## SUPPLIED DATA
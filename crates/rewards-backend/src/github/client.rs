use std::cmp::Ordering;

use chrono::{DateTime, Utc};
use reqwest::Method;
use serde::Deserialize;

use super::version::{compare_versions, parse_version};
use crate::error::{ApiError, Outcome};
use crate::http::{HttpClient, ReqwestClient};
use crate::transport::{Query, Transport};

pub const RELEASE_HOST: &str = "api.github.com";
pub const RELEASE_PATH: &str = "/repos/gottagofaster236/RewardsTheater/releases/latest";

/// Metadata of a published release
#[derive(Debug, Clone, PartialEq, Eq, Deserialize)]
pub struct ReleaseInfo {
    pub tag_name: String,
    #[serde(default)]
    pub html_url: Option<String>,
    #[serde(default)]
    pub published_at: Option<DateTime<Utc>>,
}

/// Client for the latest published release
pub struct ReleaseClient<H: HttpClient = ReqwestClient> {
    transport: Transport<H>,
    host: String,
    path: String,
    current_version: String,
}

impl<H: HttpClient> ReleaseClient<H> {
    /// Creates a client comparing releases against `current_version`
    pub fn new(transport: Transport<H>, current_version: impl Into<String>) -> Self {
        Self {
            transport,
            host: RELEASE_HOST.to_string(),
            path: RELEASE_PATH.to_string(),
            current_version: current_version.into(),
        }
    }

    /// Overrides where the latest release is read from
    pub fn with_endpoint(mut self, host: impl Into<String>, path: impl Into<String>) -> Self {
        self.host = host.into();
        self.path = path.into();
        self
    }

    pub fn current_version(&self) -> &str {
        &self.current_version
    }

    /// Fetches the latest release metadata
    pub async fn latest_release(&self) -> Outcome<ReleaseInfo> {
        let response = self
            .transport
            .request(&self.host, &self.path, None, &Query::new(), Method::GET)
            .await?;

        if response.status != 200 {
            return Err(ApiError::UnexpectedStatus {
                status: response.status,
                body: response.body_text(),
            });
        }

        serde_json::from_value(response.json)
            .map_err(|e| ApiError::parse(format!("latest release: {e}")))
    }

    /// Returns true if the latest release is newer than the running version
    pub async fn is_update_available(&self) -> Outcome<bool> {
        let latest = self.latest_release().await?;
        let latest_version = parse_version(&latest.tag_name)?;
        let current_version = parse_version(&self.current_version)?;

        let newer = compare_versions(&latest_version, &current_version) == Ordering::Greater;
        tracing::debug!(
            latest = %latest.tag_name,
            current = %self.current_version,
            newer,
            "Compared release versions"
        );
        Ok(newer)
    }
}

## TASK DESCRIPTION
Transcribe each line of the listing above precisely as it appears.

## OUTPUT BELOW
filename crates/rewards-backend/src/github/client.rs
use std::cmp::Ordering;

use chrono::{DateTime, Utc};
use reqwest::Method;
use serde::Deserialize;

use super::version::{compare_versions, parse_version};
use crate::error::{ApiError, Outcome};
use crate::http::{HttpClient, ReqwestClient};
use crate::transport::{Query, Transport};

pub const RELEASE_HOST: &str = "api.github.com";
pub const RELEASE_PATH: &str = "/repos/gottagofaster236/RewardsTheater/releases/latest";

/// Metadata of a published release
#[derive(Debug, Clone, PartialEq, Eq, Deserialize)]
pub struct ReleaseInfo {
    pub tag_name: String,
    #[serde(default)]
    pub html_url: Option<String>,
    #[serde(default)]
    pub published_at: Option<DateTime<Utc>>,
}

/// Client for the latest published release
pub struct ReleaseClient<H: HttpClient = ReqwestClient> {
    transport: Transport<H>,
    host: String,
    path: String,
    current_version: String,
}

impl<H: HttpClient> ReleaseClient<H> {
    /// Creates a client comparing releases against `current_version`
    pub fn new(transport: Transport<H>, current_version: impl Into<String>) -> Self {
        Self {
            transport,
            host: RELEASE_HOST.to_string(),
            path: RELEASE_PATH.to_string(),
            current_version: current_version.into(),
        }
    }

    /// Overrides where the latest release is read from
    pub fn with_endpoint(mut self, host: impl Into<String>, path: impl Into<String>) -> Self {
        self.host = host.into();
        self.path = path.into();
        self
    }

    pub fn current_version(&self) -> &str {
        &self.current_version
    }

    /// Fetches the latest release metadata
    pub async fn latest_release(&self) -> Outcome<ReleaseInfo> {
        let response = self
            .transport
            .request(&self.host, &self.path, None, &Query::new(), Method::GET)
            .await?;

        if response.status != 200 {
            return Err(ApiError::UnexpectedStatus {
                status: response.status,
                body: response.body_text(),
            });
        }

        serde_json::from_value(response.json)
            .map_err(|e| ApiError::parse(format!("latest release: {e}")))
    }

    /// Returns true if the latest release is newer than the running version
    pub async fn is_update_available(&self) -> Outcome<bool> {
        let latest = self.latest_release().await?;
        let latest_version = parse_version(&latest.tag_name)?;
        let current_version = parse_version(&self.current_version)?;

        let newer = compare_versions(&latest_version, &current_version) == Ordering::Greater;
        tracing::debug!(
            latest = %latest.tag_name,
            current = %self.current_version,
            newer,
            "Compared release versions"
        );
        Ok(newer)
    }
}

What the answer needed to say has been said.